Collection entries
= = = = =
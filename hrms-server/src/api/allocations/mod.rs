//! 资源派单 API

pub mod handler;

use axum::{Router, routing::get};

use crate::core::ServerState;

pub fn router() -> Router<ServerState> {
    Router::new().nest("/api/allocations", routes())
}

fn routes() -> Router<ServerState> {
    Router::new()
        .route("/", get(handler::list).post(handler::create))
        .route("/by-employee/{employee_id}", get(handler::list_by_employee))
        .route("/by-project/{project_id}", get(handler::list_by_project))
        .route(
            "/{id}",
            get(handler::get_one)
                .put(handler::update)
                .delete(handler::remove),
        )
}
= = = = =
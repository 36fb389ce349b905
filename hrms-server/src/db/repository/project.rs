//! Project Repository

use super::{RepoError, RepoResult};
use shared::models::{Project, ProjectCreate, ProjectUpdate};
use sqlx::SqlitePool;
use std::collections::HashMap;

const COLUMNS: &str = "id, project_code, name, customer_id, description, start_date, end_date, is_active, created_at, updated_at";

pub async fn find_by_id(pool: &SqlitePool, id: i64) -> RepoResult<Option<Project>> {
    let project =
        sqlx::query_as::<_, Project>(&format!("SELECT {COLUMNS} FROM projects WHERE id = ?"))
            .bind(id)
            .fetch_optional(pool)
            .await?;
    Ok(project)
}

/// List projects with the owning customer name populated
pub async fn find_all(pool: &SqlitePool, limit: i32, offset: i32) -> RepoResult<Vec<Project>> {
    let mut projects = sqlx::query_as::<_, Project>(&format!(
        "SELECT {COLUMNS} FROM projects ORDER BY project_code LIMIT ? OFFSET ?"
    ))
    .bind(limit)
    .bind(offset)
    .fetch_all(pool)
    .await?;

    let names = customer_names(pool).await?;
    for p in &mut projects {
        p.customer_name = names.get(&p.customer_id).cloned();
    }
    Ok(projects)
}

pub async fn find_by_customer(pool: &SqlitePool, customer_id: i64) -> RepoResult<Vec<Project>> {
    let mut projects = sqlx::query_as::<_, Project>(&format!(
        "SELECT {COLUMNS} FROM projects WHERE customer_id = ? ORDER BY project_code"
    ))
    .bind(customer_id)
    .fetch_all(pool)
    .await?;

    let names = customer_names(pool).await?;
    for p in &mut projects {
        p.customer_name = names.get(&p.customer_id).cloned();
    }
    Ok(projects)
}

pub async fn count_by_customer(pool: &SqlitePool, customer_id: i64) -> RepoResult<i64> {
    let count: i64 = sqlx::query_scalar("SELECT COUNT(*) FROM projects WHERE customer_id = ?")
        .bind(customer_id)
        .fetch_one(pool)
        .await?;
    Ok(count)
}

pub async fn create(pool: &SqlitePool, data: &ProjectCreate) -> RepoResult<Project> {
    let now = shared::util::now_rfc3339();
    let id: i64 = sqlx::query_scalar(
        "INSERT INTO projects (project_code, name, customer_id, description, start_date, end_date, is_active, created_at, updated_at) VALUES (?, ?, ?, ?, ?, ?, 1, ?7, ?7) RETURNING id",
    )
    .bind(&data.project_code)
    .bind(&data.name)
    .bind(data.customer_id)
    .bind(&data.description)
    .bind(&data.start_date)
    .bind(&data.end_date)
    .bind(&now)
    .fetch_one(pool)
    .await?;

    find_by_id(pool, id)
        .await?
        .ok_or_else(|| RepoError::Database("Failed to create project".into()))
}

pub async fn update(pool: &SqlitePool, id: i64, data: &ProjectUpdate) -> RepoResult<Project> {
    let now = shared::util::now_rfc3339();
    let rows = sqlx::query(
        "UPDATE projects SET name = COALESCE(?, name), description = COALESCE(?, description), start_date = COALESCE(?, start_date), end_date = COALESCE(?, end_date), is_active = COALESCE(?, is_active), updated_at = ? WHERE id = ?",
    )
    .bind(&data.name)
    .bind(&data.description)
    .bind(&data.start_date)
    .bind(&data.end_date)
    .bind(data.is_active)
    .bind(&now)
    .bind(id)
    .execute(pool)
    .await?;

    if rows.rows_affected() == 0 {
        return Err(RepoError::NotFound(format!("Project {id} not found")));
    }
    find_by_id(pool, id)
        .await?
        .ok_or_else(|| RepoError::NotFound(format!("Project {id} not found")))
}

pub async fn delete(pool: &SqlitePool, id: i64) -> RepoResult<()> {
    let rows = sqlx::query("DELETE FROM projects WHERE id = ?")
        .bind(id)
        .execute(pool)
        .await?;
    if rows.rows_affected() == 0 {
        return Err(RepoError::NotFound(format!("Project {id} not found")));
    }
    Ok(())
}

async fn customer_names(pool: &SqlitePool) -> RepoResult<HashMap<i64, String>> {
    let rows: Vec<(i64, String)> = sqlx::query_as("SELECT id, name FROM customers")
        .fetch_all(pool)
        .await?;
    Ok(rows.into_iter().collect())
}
= = = = =
Required action →
Where a line above contains the word "handler", show that line.

Solution below →
pub mod handler;
        .route("/", get(handler::list).post(handler::create))
        .route("/by-employee/{employee_id}", get(handler::list_by_employee))
        .route("/by-project/{project_id}", get(handler::list_by_project))
            get(handler::get_one)
                .put(handler::update)
                .delete(handler::remove),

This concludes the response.